In the Bronx, Detective Andrew McCormack tried to adjust the flashlight on his Glock pistol while arresting Alberto Colon on a drug-possession charge on Jan. 22, 2011. He accidentally hit the trigger, firing a bullet into the stomach of the suspect’s father, Jose.
McCormack was using the same SureFire flashlight model, with a pressure switch below the trigger, that Flanagan used in Plano.
The shooting brought renewed anguish to McCormack and his family. His father, also a police officer, had been killed when a bullet penetrated his supposedly bulletproof shield.
Jose Colon recovered at Jacobi Medical Center, the same hospital that repaired Thomas Bodkin’s leg, but doctors were unable to remove the bullet. He returned home with it lodged in his stomach.
Two lawsuits followed the Oct. 13, 2010, fatal shooting in Plano. The city settled with the Alcala family for $245,000, and SureFire settled for an undisclosed sum.
Metzler, one of the family’s lawyers, said the settlements ensure that Alcala’s young son will be provided with everything from counseling to shoes for school. “How do you describe what a son experiences at that age?” Metzler asked. “No amount of money is ever going to make that person whole.”
Rules vary widely
Police department rules regarding flashlights on guns vary widely across the nation.
Detroit police are not allowed to have them, a spokeswoman said. In Los Angeles, police spokesman Bruce Borihahn said recruits are trained to use them and the department has been accident-free.
However, “we are not allowed to use those buttons beneath the trigger guard,” Borihahn said. “All of our on-off switches are forward of the trigger.”
The Los Angeles policy governing tactical flashlights, which was adopted in 2006, stresses that “the lighting systems are designed for use as an illumination tool, functioning as a component of the weapon system and not as a sighting device or independent light.”
That policy requires officers to complete a training course on the use of such flashlights. The officers also must pass a night-qualification shoot test before they can use such flashlights.
The Orange County Sheriff’s Department in California has enacted a policy similar to Denver’s, citing concerns in the law enforcement industry about their safety. The department said its decision was not related to accidental shootings.

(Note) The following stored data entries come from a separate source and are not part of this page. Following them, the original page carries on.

//! Equal-power fade-in at the start of a track and fade-out at its end.
//!
//! Volume follows `sqrt(t / d)` (in) and `sqrt(1 - t / d)` (out) and is stepped once every
//! `EFFECT_BLOCK_FRAMES` frames.

use crate::arena::{SampleArena, Span};
use crate::error::Result;

/// Longest fade accepted by `set_duration`, in seconds.
pub const MAX_DURATION: f64 = 5.0;

const EFFECT_BLOCK_FRAMES: usize = 128;

/// Where a block sits within its track.
#[derive(Debug, Clone, Copy, PartialEq)]
pub struct TrackPosition {
    /// Track time of the block's first frame, in seconds.
    pub current_time: f64,
    /// Total track duration, in seconds.
    pub track_duration: f64,
}

#[derive(Debug, Clone)]
pub struct Crossfader {
    duration: f64,
    fade_in_enabled: bool,
    fade_out_enabled: bool,
}

impl Default for Crossfader {
    fn default() -> Self {
        Self {
            duration: 0.0,
            fade_in_enabled: false,
            fade_out_enabled: true,
        }
    }
}

impl Crossfader {
    pub fn new(duration: f64) -> Self {
        let mut crossfader = Self::default();
        crossfader.set_duration(duration);
        crossfader
    }

    pub fn duration(&self) -> f64 {
        self.duration
    }

    pub fn set_duration(&mut self, duration: f64) {
        self.duration = duration.clamp(0.0, MAX_DURATION);
    }

    pub fn set_fade_in_enabled(&mut self, enabled: bool) {
        self.fade_in_enabled = enabled;
    }

    pub fn set_fade_out_enabled(&mut self, enabled: bool) {
        self.fade_out_enabled = enabled;
    }

    /// Apply whichever fades overlap the block at `position`, in place.
    pub fn apply(
        &self,
        arena: &mut SampleArena,
        span: Span,
        channel_count: u16,
        sample_rate: u32,
        position: TrackPosition,
    ) -> Result<()> {
        if self.duration <= 0.0 {
            return Ok(());
        }
        let samples = arena.samples_mut(span)?;
        let channels = channel_count.max(1) as usize;
        if self.fade_in_enabled {
            self.fade_in(samples, channels, sample_rate, position);
        }
        if self.fade_out_enabled {
            self.fade_out(samples, channels, sample_rate, position);
        }
        Ok(())
    }

    fn fade_in(&self, samples: &mut [i16], channels: usize, rate: u32, at: TrackPosition) {
        if at.current_time > self.duration {
            return;
        }
        let rate = rate as f64;
        let fade_frames = ((self.duration - at.current_time) * rate) as usize;
        let frames = (samples.len() / channels).min(fade_frames);

        let mut volume = 0.0;
        for (i, frame) in samples.chunks_exact_mut(channels).take(frames).enumerate() {
            if i % EFFECT_BLOCK_FRAMES == 0 {
                let t = at.current_time + i as f64 / rate;
                volume = (t / self.duration).clamp(0.0, 1.0).sqrt();
            }
            scale(frame, volume);
        }
    }

    fn fade_out(&self, samples: &mut [i16], channels: usize, rate: u32, at: TrackPosition) {
        let rate = rate as f64;
        let frame_count = samples.len() / channels;
        let fade_start = at.track_duration - self.duration;
        if at.current_time + frame_count as f64 / rate < fade_start {
            return;
        }

        let volume_at = |frame: usize| {
            let t = (at.current_time + frame as f64 / rate - fade_start).max(0.0);
            (1.0 - t / self.duration).clamp(0.0, 1.0).sqrt()
        };
        let start_frame = ((fade_start - at.current_time).max(0.0) * rate) as usize;
        let mut volume = volume_at(start_frame);
        for (i, frame) in samples
            .chunks_exact_mut(channels)
            .enumerate()
            .skip(start_frame)
        {
            if i % EFFECT_BLOCK_FRAMES == 0 {
                volume = volume_at(i);
            }
            scale(frame, volume);
        }
    }
}

fn scale(frame: &mut [i16], volume: f64) {
    for sample in frame {
        *sample = (*sample as f64 * volume) as i16;
    }
}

Some police-training experts call tactical flashlights a lifesaving technology, especially when a few accidents are compared with the number of mistaken shootings in the dark by officers caught without flashlights.
“There’s definitely a reason to have lights mounted on firearms. You want to be able to have a free hand to open doors. In some cases, you may be trying to push someone to the ground,” said Harvey Hedden, executive director of the International Law Enforcement Educators and Trainers Association. “They’ve proved their worth.”

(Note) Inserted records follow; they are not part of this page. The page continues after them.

//! RIFF/WAVE PCM: header probing via `hound` and an incremental sample decoder.
//!
//! The header is parsed once from the file's leading bytes. After that the data chunk is plain
//! interleaved samples, so "decoding" is a format conversion to `i16` done on whole frames only.

use std::io::Cursor;

use hound::{SampleFormat, WavReader};

use crate::arena::SampleArena;
use crate::codecs::BlockAssembler;
use crate::decoder::{Decoder, FlushCallback};
use crate::error::{Error, Result};
use crate::metadata::{PcmEncoding, TrackMetadata};
use crate::seeker::SeekPoint;
use crate::sniffer::CodecName;

fn encoding_from_spec(format: SampleFormat, bits_per_sample: u16) -> Result<PcmEncoding> {
    match (format, bits_per_sample) {
        (SampleFormat::Int, 8) => Ok(PcmEncoding::U8),
        (SampleFormat::Int, 16) => Ok(PcmEncoding::I16),
        (SampleFormat::Int, 24) => Ok(PcmEncoding::I24),
        (SampleFormat::Int, 32) => Ok(PcmEncoding::I32),
        (SampleFormat::Float, 32) => Ok(PcmEncoding::F32),
        (format, bits) => Err(Error::CodecNotSupported(format!(
            "wav {format:?} with {bits} bits per sample"
        ))),
    }
}

/// Parse the RIFF header in `head` and locate the data chunk.
pub fn probe_metadata(head: &[u8], file_len: u64) -> Result<TrackMetadata> {
    let reader = WavReader::new(Cursor::new(head))?;
    let spec = reader.spec();
    let frames = reader.duration() as u64;
    let encoding = encoding_from_spec(spec.sample_format, spec.bits_per_sample)?;

    if spec.channels == 0 || spec.sample_rate == 0 {
        return Err(Error::decode(
            "wav header declares zero channels or sample rate",
        ));
    }

    // hound stops right after the data chunk header.
    let data_start = reader.into_inner().position();
    let block_align = encoding.bytes() as u64 * spec.channels as u64;
    let data_end = data_start
        .saturating_add(frames.saturating_mul(block_align))
        .min(file_len);

    Ok(TrackMetadata {
        codec: CodecName::Wav,
        sample_rate: spec.sample_rate,
        channel_count: spec.channels,
        data_start,
        data_end,
        max_byte_size_per_audio_frame: block_align as f64,
        duration: data_end.saturating_sub(data_start) as f64
            / block_align as f64
            / spec.sample_rate as f64,
        pcm_encoding: Some(encoding),
    })
}

/// Incremental PCM decoder.
pub struct WavDecoder {
    sample_rate: u32,
    channel_count: u16,
    encoding: PcmEncoding,
    assembler: BlockAssembler,
    scratch: Vec<i16>,
}

impl WavDecoder {
    pub fn new(metadata: &TrackMetadata) -> Result<Self> {
        let encoding = metadata
            .pcm_encoding
            .ok_or_else(|| Error::decode("wav metadata is missing the pcm encoding"))?;
        Ok(Self::with_encoding(
            metadata.sample_rate,
            metadata.channel_count,
            encoding,
        ))
    }

    /// A decoder for headerless PCM in the given encoding.
    pub fn with_encoding(sample_rate: u32, channel_count: u16, encoding: PcmEncoding) -> Self {
        Self {
            sample_rate,
            channel_count,
            encoding,
            assembler: BlockAssembler::new(channel_count as usize),
            scratch: Vec::new(),
        }
    }

    fn block_align(&self) -> usize {
        self.encoding.bytes() * self.channel_count.max(1) as usize
    }
}

impl Decoder for WavDecoder {
    fn sample_rate(&self) -> u32 {
        self.sample_rate
    }

    fn channel_count(&self) -> u16 {
        self.channel_count
    }

    fn set_target_buffer_length(&mut self, audio_frames: usize) {
        self.assembler.set_target_frames(audio_frames);
    }

    fn current_audio_frame(&self) -> u64 {
        self.assembler.current_frame()
    }

    fn pending_audio_frames(&self) -> usize {
        self.assembler.pending_frames()
    }

    fn decode_until_flush(
        &mut self,
        arena: &mut SampleArena,
        input: &[u8],
        on_flush: &mut FlushCallback<'_>,
    ) -> Result<usize> {
        // Leftovers from an earlier step may already fill a block.
        if self.assembler.is_full() {
            self.assembler.flush(arena, on_flush, false)?;
            return Ok(0);
        }

        let block_align = self.block_align();
        let frames = (input.len() / block_align).min(self.assembler.frames_needed());
        let consumed = frames * block_align;

        let encoding = self.encoding;
        self.scratch.clear();
        self.scratch.extend(
            input[..consumed]
                .chunks_exact(encoding.bytes())
                .map(|raw| encoding.to_i16(raw)),
        );
        self.assembler.push(&self.scratch);

        self.assembler.flush(arena, on_flush, false)?;
        Ok(consumed)
    }

    fn end(&mut self, arena: &mut SampleArena, on_flush: &mut FlushCallback<'_>) -> Result<()> {
        self.assembler.flush(arena, on_flush, true)?;
        Ok(())
    }

    fn apply_seek(&mut self, seek: &SeekPoint) -> Result<()> {
        self.assembler
            .restart_at(seek.audio_frame, seek.frames_to_skip);
        Ok(())
    }

    fn destroy(&mut self, arena: &mut SampleArena) -> Result<()> {
        self.assembler.release(arena)
    }
}

#[cfg(test)]
mod tests {
    use hound::{WavSpec, WavWriter};

    use super::*;
    use crate::arena::Span;

    fn wav_bytes(channels: u16, sample_rate: u32, samples: &[i16]) -> Vec<u8> {
        let spec = WavSpec {
            channels,
            sample_rate,
            bits_per_sample: 16,
            sample_format: SampleFormat::Int,
        };
        let mut cursor = Cursor::new(Vec::new());
        {
            let mut writer = WavWriter::new(&mut cursor, spec).unwrap();
            for s in samples {
                writer.write_sample(*s).unwrap();
            }
            writer.finalize().unwrap();
        }
        cursor.into_inner()
    }

    #[test]
    fn probe_locates_data_chunk() -> Result<()> {
        let bytes = wav_bytes(2, 48_000, &[0; 96]);
        let metadata = probe_metadata(&bytes, bytes.len() as u64)?;

        assert_eq!(metadata.codec, CodecName::Wav);
        assert_eq!(metadata.sample_rate, 48_000);
        assert_eq!(metadata.channel_count, 2);
        assert_eq!(metadata.data_end, bytes.len() as u64);
        assert_eq!(metadata.data_len(), 96 * 2);
        assert_eq!(metadata.max_byte_size_per_audio_frame, 4.0);
        assert_eq!(metadata.pcm_encoding, Some(PcmEncoding::I16));
        Ok(())
    }

    #[test]
    fn decodes_whole_frames_and_flushes_target_blocks() -> Result<()> {
        let mut arena = SampleArena::new();
        let mut decoder = WavDecoder::with_encoding(8_000, 1, PcmEncoding::I16);
        decoder.set_target_buffer_length(4);

        let input: Vec<u8> = [1i16, 2, 3, 4, 5]
            .iter()
            .flat_map(|s| s.to_le_bytes())
            .collect();
        let mut flushed = Vec::new();
        let mut on_flush = |arena: &mut SampleArena, span: Span| -> Result<()> {
            flushed.push(arena.samples(span)?.to_vec());
            Ok(())
        };

        // The odd trailing byte is never consumed.
        let consumed = decoder.decode_until_flush(&mut arena, &input[..9], &mut on_flush)?;
        assert_eq!(consumed, 8);
        assert_eq!(decoder.current_audio_frame(), 4);

        let consumed = decoder.decode_until_flush(&mut arena, &input[8..], &mut on_flush)?;
        assert_eq!(consumed, 2);
        decoder.end(&mut arena, &mut on_flush)?;

        assert_eq!(flushed, vec![vec![1, 2, 3, 4], vec![5]]);
        decoder.destroy(&mut arena)?;
        assert_eq!(arena.live_allocations(), 0);
        Ok(())
    }

    #[test]
    fn seek_drops_held_frames_and_moves_the_frame_counter() -> Result<()> {
        let mut arena = SampleArena::new();
        let mut decoder = WavDecoder::with_encoding(8_000, 1, PcmEncoding::I16);
        decoder.set_target_buffer_length(4);

        let input: Vec<u8> = [1i16, 2, 3, 4, 5, 6]
            .iter()
            .flat_map(|s| s.to_le_bytes())
            .collect();
        let mut flushed = Vec::new();
        let mut on_flush = |arena: &mut SampleArena, span: Span| -> Result<()> {
            flushed.push(arena.samples(span)?.to_vec());
            Ok(())
        };

        decoder.decode_until_flush(&mut arena, &input[..4], &mut on_flush)?;
        assert_eq!(decoder.pending_audio_frames(), 2);

        decoder.apply_seek(&SeekPoint {
            time: 1.0,
            offset: 44 + 16_000,
            codec_frame: 8_000,
            audio_frame: 8_000,
            frames_to_skip: 0,
        })?;
        assert_eq!(decoder.pending_audio_frames(), 0);
        assert_eq!(decoder.current_audio_frame(), 8_000);

        decoder.decode_until_flush(&mut arena, &input[4..], &mut on_flush)?;
        assert_eq!(flushed, vec![vec![3, 4, 5, 6]]);
        assert_eq!(decoder.current_audio_frame(), 8_004);
        decoder.destroy(&mut arena)?;
        Ok(())
    }

    #[test]
    fn float_samples_are_scaled_and_clipped() {
        assert_eq!(PcmEncoding::F32.to_i16(&0.5f32.to_le_bytes()), 16_384);
        assert_eq!(PcmEncoding::F32.to_i16(&2.0f32.to_le_bytes()), i16::MAX);
        assert_eq!(PcmEncoding::U8.to_i16(&[128]), 0);
    }
}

He and others add that proper training is essential.
Steve Ijames, a retired police chief who conducts training programs abroad, advises police to shine a gun-mounted flashlight to one side of the suspect.
“You can’t just point guns at people because you have a flashlight,” he said. “I’ve seen officers use a flashlight-mounted gun to help a person search their wallet for a driver’s license. I’ve literally seen that on a traffic stop.”

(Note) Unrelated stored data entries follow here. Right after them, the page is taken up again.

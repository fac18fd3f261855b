//! Content sniffing: decide which codec a file holds by looking at its first bytes.
//!
//! We scan the sniff window for the first recognizable signature. Extension-based detection is
//! only a fallback for files whose leading bytes are inconclusive.

use std::fmt;
use std::path::Path;

use serde::{Deserialize, Serialize};

use crate::error::{Error, Result};

/// How many leading bytes of a file are inspected.
pub const SNIFF_LENGTH: usize = 8192;

const RIFF: u32 = 0x5249_4646;
const WAVE: u32 = 0x5741_5645;
const ID3: u32 = 0x49_4433;
const OGGS: u32 = 0x4f67_6753;
const WEBM: u32 = 0x1a45_dfa3;
const AAC_1: u32 = 0xfff1;
const AAC_2: u32 = 0xfff9;

const WAVE_FORMAT_PCM: u16 = 0x0001;
const WAVE_FORMAT_IEEE_FLOAT: u16 = 0x0003;
const WAVE_FORMAT_MPEGLAYER3: u16 = 0x0055;

/// Codec families we can recognize.
#[derive(Debug, Clone, Copy, PartialEq, Eq, Hash, Serialize, Deserialize)]
#[serde(rename_all = "lowercase")]
pub enum CodecName {
    Mp3,
    Wav,
    Aac,
    Webm,
    Ogg,
    Unknown,
}

impl CodecName {
    pub fn as_str(&self) -> &'static str {
        match self {
            CodecName::Mp3 => "mp3",
            CodecName::Wav => "wav",
            CodecName::Aac => "aac",
            CodecName::Webm => "webm",
            CodecName::Ogg => "ogg",
            CodecName::Unknown => "unknown",
        }
    }

    /// Whether this crate ships a decoder for the codec.
    pub fn is_decodable(&self) -> bool {
        matches!(self, CodecName::Mp3 | CodecName::Wav)
    }
}

impl fmt::Display for CodecName {
    fn fmt(&self, f: &mut fmt::Formatter<'_>) -> fmt::Result {
        f.write_str(self.as_str())
    }
}

/// Classify a codec from the leading bytes of a file.
///
/// Returns `None` when nothing in the sniff window looks like a known signature.
pub fn codec_name_from_contents(buffer: &[u8]) -> Option<CodecName> {
    let length = buffer.len().min(SNIFF_LENGTH);
    if length < 4 {
        return None;
    }

    for i in 0..length - 4 {
        let value = read_u32_be(buffer, i);

        if value == RIFF && i + 12 < length && read_u32_be(buffer, i + 8) == WAVE {
            return Some(refine_wav(buffer, i));
        } else if value >> 16 == AAC_1 || value >> 16 == AAC_2 {
            return Some(CodecName::Aac);
        } else if value == WEBM {
            return Some(CodecName::Webm);
        } else if value == OGGS {
            return Some(CodecName::Ogg);
        } else if value >> 8 == ID3 || probably_mp3_header(value) {
            return Some(CodecName::Mp3);
        }
    }

    None
}

/// Classify a codec from a file name's extension.
pub fn codec_name_from_file_name(path: impl AsRef<Path>) -> Option<CodecName> {
    let ext = path.as_ref().extension()?.to_str()?.to_ascii_lowercase();
    match ext.as_str() {
        "mp3" | "mpeg" | "mpga" => Some(CodecName::Mp3),
        "wav" | "wave" => Some(CodecName::Wav),
        "aac" | "m4a" | "mp4" => Some(CodecName::Aac),
        "webm" | "weba" => Some(CodecName::Webm),
        "ogg" | "oga" | "opus" => Some(CodecName::Ogg),
        _ => None,
    }
}

/// Sniff contents first, then fall back to the file name.
pub fn codec_name(buffer: &[u8], path: Option<&Path>) -> CodecName {
    codec_name_from_contents(buffer)
        .or_else(|| path.and_then(codec_name_from_file_name))
        .unwrap_or(CodecName::Unknown)
}

/// Fail fast with `CodecNotSupported` unless a decoder exists for `codec`.
pub fn ensure_supported(codec: CodecName) -> Result<CodecName> {
    if codec.is_decodable() {
        Ok(codec)
    } else {
        Err(Error::CodecNotSupported(codec.to_string()))
    }
}

/// A RIFF/WAVE container may wrap MP3 frames; look at the format tag to tell.
fn refine_wav(buffer: &[u8], riff_index: usize) -> CodecName {
    let fmt_index = riff_index + 20;
    if fmt_index + 2 > buffer.len() {
        return CodecName::Wav;
    }

    match u16::from_le_bytes([buffer[fmt_index], buffer[fmt_index + 1]]) {
        WAVE_FORMAT_MPEGLAYER3 => CodecName::Mp3,
        WAVE_FORMAT_PCM | WAVE_FORMAT_IEEE_FLOAT => CodecName::Wav,
        _ => CodecName::Unknown,
    }
}

fn probably_mp3_header(header: u32) -> bool {
    // 11 sync bits, layer III, valid bitrate index, valid sample rate index.
    (header & 0xffe0_0000) == 0xffe0_0000
        && (header & (3 << 17)) == (1 << 17)
        && (header & (0xf << 12)) != (0xf << 12)
        && (header & (3 << 10)) != (3 << 10)
}

fn read_u32_be(buffer: &[u8], i: usize) -> u32 {
    u32::from_be_bytes([buffer[i], buffer[i + 1], buffer[i + 2], buffer[i + 3]])
}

Steve Ashley, a retired law enforcement officer working as a risk-management consultant, wonders whether installing a flashlight switch beneath the trigger is wise.
“The question is, does the switch need to be in that location, and what are the ramifications?” he said. “I would not want something that minimally benefited police officers but put them at a much greater risk of hurting someone.”
Ronny Flanagan had his answer to that question. After killing Michael Alcala, he testified he would never put his flashlight back on his gun “because of the proximity of the switch to the trigger itself.”
“My perspective now,” he said, “now that I’ve walked in my shoes on this deal, it’s ludicrous to have any kind of pressure switch on a weapon. Period.”